Go through the listing and copy every line word for word.

Data Start Marker

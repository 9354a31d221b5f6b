//! Command implementations: run, validate, replay.

use anyhow::Context;
use std::path::Path;
use std::time::Duration;
use tokio_util::sync::CancellationToken;
use tracing::{info, warn};

use dagrun_core::{
    format_divergences, load_from_file, replay_and_compare, save_to_file, AgentInput, AgentOutput,
    Engine, Manifest, Registry, ReplayError,
};

/// Registers one deterministic stub agent per manifest binding. Each stub
/// wraps its input payload in a small JSON envelope, so runs are pure
/// functions of their input and replay cleanly.
fn stub_registry(manifest: &Manifest) -> anyhow::Result<Registry> {
    let registry = Registry::new();
    for binding in &manifest.agents {
        let agent_id = binding.id.clone();
        registry
            .register(&binding.id, move |input: AgentInput| {
                let agent_id = agent_id.clone();
                async move {
                    let payload = serde_json::json!({
                        "agent": agent_id,
                        "input": String::from_utf8_lossy(&input.payload),
                    });
                    Ok(AgentOutput::new(
                        input.request_id.clone(),
                        payload.to_string().into_bytes(),
                    ))
                }
            })
            .with_context(|| format!("register agent {:?}", binding.id))?;
    }
    Ok(registry)
}

pub async fn run(
    manifest_path: &Path,
    payload: &str,
    trace_out: Option<&Path>,
) -> anyhow::Result<()> {
    let manifest = Manifest::load(manifest_path).context("load manifest")?;
    let registry = stub_registry(&manifest)?;
    let engine = Engine::new(registry, manifest.router_config());

    let plan = manifest
        .to_execution_plan("task_demo", payload.as_bytes())
        .context("build execution plan")?;

    let cancel = CancellationToken::new();
    let signal_cancel = cancel.clone();
    tokio::spawn(async move {
        if tokio::signal::ctrl_c().await.is_ok() {
            warn!("interrupt received, cancelling run");
            signal_cancel.cancel();
        }
    });

    let report = engine.run_plan(&cancel, plan).await;

    println!(
        "router executed {} invocation(s) from {}",
        report.results.len(),
        manifest_path.display()
    );
    for result in &report.results {
        match &result.error {
            Some(error) => println!(
                "- {} ({}): error={}",
                result.invocation.id, result.invocation.agent_id, error
            ),
            None => println!(
                "- {} ({}): ok duration={:?}",
                result.invocation.id, result.invocation.agent_id, result.output.duration
            ),
        }
    }

    if let Some(path) = trace_out {
        save_to_file(path, &report.trace).context("write trace")?;
        info!(path = %path.display(), steps = report.trace.steps.len(), "trace written");
    }

    if let Some(error) = report.error {
        anyhow::bail!("run failed: {error}");
    }
    Ok(())
}

pub fn validate(manifest_path: &Path) -> anyhow::Result<()> {
    let manifest = Manifest::load(manifest_path).context("validate manifest")?;
    println!(
        "manifest OK: {} agent(s), {} pipeline step(s)",
        manifest.agents.len(),
        manifest.pipeline.len()
    );
    Ok(())
}

pub async fn replay(trace_path: &Path, manifest_path: &Path) -> anyhow::Result<()> {
    let trace = load_from_file(trace_path).context("load trace")?;
    let manifest = Manifest::load(manifest_path).context("load manifest")?;
    let registry = stub_registry(&manifest)?;

    match replay_and_compare(&trace, Duration::ZERO, &registry).await {
        Ok(()) => {
            println!(
                "replay OK: {} invocation(s) matched the recorded trace",
                trace.steps.len()
            );
            Ok(())
        }
        Err(ReplayError::Divergence {
            invocation,
            field,
            expected,
            actual,
        }) => {
            let divergence = dagrun_core::Divergence {
                invocation_id: invocation,
                field,
                expected,
                actual,
            };
            eprintln!("{}", format_divergences(&[divergence]));
            anyhow::bail!("replay diverged from the recorded trace");
        }
        Err(error) => Err(error).context("replay trace"),
    }
}

#[cfg(test)]
mod tests {
    use super::*;
    use std::io::Write as _;

    const MANIFEST: &str = r#"
router:
  worker_pool_size: 2
  default_timeout: 5s
agents:
  - id: summarize_agent
  - id: classify_agent
pipeline:
  - step: summarize_agent
  - step: classify_agent
    depends_on: summarize_agent
"#;

    fn write_manifest() -> (tempfile::TempDir, std::path::PathBuf) {
        let dir = tempfile::tempdir().unwrap();
        let path = dir.path().join("manifest.yaml");
        let mut file = std::fs::File::create(&path).unwrap();
        file.write_all(MANIFEST.as_bytes()).unwrap();
        (dir, path)
    }

    #[test]
    fn validate_accepts_the_example_shape() {
        let (_dir, path) = write_manifest();
        validate(&path).unwrap();
    }

    #[tokio::test]
    async fn run_writes_a_replayable_trace() {
        let (_dir, manifest_path) = write_manifest();
        let trace_dir = tempfile::tempdir().unwrap();
        let trace_path = trace_dir.path().join("trace.json");

        run(&manifest_path, r#"{"message":"hi"}"#, Some(&trace_path))
            .await
            .unwrap();
        replay(&trace_path, &manifest_path).await.unwrap();
    }
}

Data End Marker

• **Expected answer**
repository 9354a31d221b5f6b
//! Command implementations: run, validate, replay.

use anyhow::Context;
use std::path::Path;
use std::time::Duration;
use tokio_util::sync::CancellationToken;
use tracing::{info, warn};

use dagrun_core::{
    format_divergences, load_from_file, replay_and_compare, save_to_file, AgentInput, AgentOutput,
    Engine, Manifest, Registry, ReplayError,
};

/// Registers one deterministic stub agent per manifest binding. Each stub
/// wraps its input payload in a small JSON envelope, so runs are pure
/// functions of their input and replay cleanly.
fn stub_registry(manifest: &Manifest) -> anyhow::Result<Registry> {
    let registry = Registry::new();
    for binding in &manifest.agents {
        let agent_id = binding.id.clone();
        registry
            .register(&binding.id, move |input: AgentInput| {
                let agent_id = agent_id.clone();
                async move {
                    let payload = serde_json::json!({
                        "agent": agent_id,
                        "input": String::from_utf8_lossy(&input.payload),
                    });
                    Ok(AgentOutput::new(
                        input.request_id.clone(),
                        payload.to_string().into_bytes(),
                    ))
                }
            })
            .with_context(|| format!("register agent {:?}", binding.id))?;
    }
    Ok(registry)
}

pub async fn run(
    manifest_path: &Path,
    payload: &str,
    trace_out: Option<&Path>,
) -> anyhow::Result<()> {
    let manifest = Manifest::load(manifest_path).context("load manifest")?;
    let registry = stub_registry(&manifest)?;
    let engine = Engine::new(registry, manifest.router_config());

    let plan = manifest
        .to_execution_plan("task_demo", payload.as_bytes())
        .context("build execution plan")?;

    let cancel = CancellationToken::new();
    let signal_cancel = cancel.clone();
    tokio::spawn(async move {
        if tokio::signal::ctrl_c().await.is_ok() {
            warn!("interrupt received, cancelling run");
            signal_cancel.cancel();
        }
    });

    let report = engine.run_plan(&cancel, plan).await;

    println!(
        "router executed {} invocation(s) from {}",
        report.results.len(),
        manifest_path.display()
    );
    for result in &report.results {
        match &result.error {
            Some(error) => println!(
                "- {} ({}): error={}",
                result.invocation.id, result.invocation.agent_id, error
            ),
            None => println!(
                "- {} ({}): ok duration={:?}",
                result.invocation.id, result.invocation.agent_id, result.output.duration
            ),
        }
    }

    if let Some(path) = trace_out {
        save_to_file(path, &report.trace).context("write trace")?;
        info!(path = %path.display(), steps = report.trace.steps.len(), "trace written");
    }

    if let Some(error) = report.error {
        anyhow::bail!("run failed: {error}");
    }
    Ok(())
}

pub fn validate(manifest_path: &Path) -> anyhow::Result<()> {
    let manifest = Manifest::load(manifest_path).context("validate manifest")?;
    println!(
        "manifest OK: {} agent(s), {} pipeline step(s)",
        manifest.agents.len(),
        manifest.pipeline.len()
    );
    Ok(())
}

pub async fn replay(trace_path: &Path, manifest_path: &Path) -> anyhow::Result<()> {
    let trace = load_from_file(trace_path).context("load trace")?;
    let manifest = Manifest::load(manifest_path).context("load manifest")?;
    let registry = stub_registry(&manifest)?;

    match replay_and_compare(&trace, Duration::ZERO, &registry).await {
        Ok(()) => {
            println!(
                "replay OK: {} invocation(s) matched the recorded trace",
                trace.steps.len()
            );
            Ok(())
        }
        Err(ReplayError::Divergence {
            invocation,
            field,
            expected,
            actual,
        }) => {
            let divergence = dagrun_core::Divergence {
                invocation_id: invocation,
                field,
                expected,
                actual,
            };
            eprintln!("{}", format_divergences(&[divergence]));
            anyhow::bail!("replay diverged from the recorded trace");
        }
        Err(error) => Err(error).context("replay trace"),
    }
}

#[cfg(test)]
mod tests {
    use super::*;
    use std::io::Write as _;

    const MANIFEST: &str = r#"
router:
  worker_pool_size: 2
  default_timeout: 5s
agents:
  - id: summarize_agent
  - id: classify_agent
pipeline:
  - step: summarize_agent
  - step: classify_agent
    depends_on: summarize_agent
"#;

    fn write_manifest() -> (tempfile::TempDir, std::path::PathBuf) {
        let dir = tempfile::tempdir().unwrap();
        let path = dir.path().join("manifest.yaml");
        let mut file = std::fs::File::create(&path).unwrap();
        file.write_all(MANIFEST.as_bytes()).unwrap();
        (dir, path)
    }

    #[test]
    fn validate_accepts_the_example_shape() {
        let (_dir, path) = write_manifest();
        validate(&path).unwrap();
    }

    #[tokio::test]
    async fn run_writes_a_replayable_trace() {
        let (_dir, manifest_path) = write_manifest();
        let trace_dir = tempfile::tempdir().unwrap();
        let trace_path = trace_dir.path().join("trace.json");

        run(&manifest_path, r#"{"message":"hi"}"#, Some(&trace_path))
            .await
            .unwrap();
        replay(&trace_path, &manifest_path).await.unwrap();
    }
}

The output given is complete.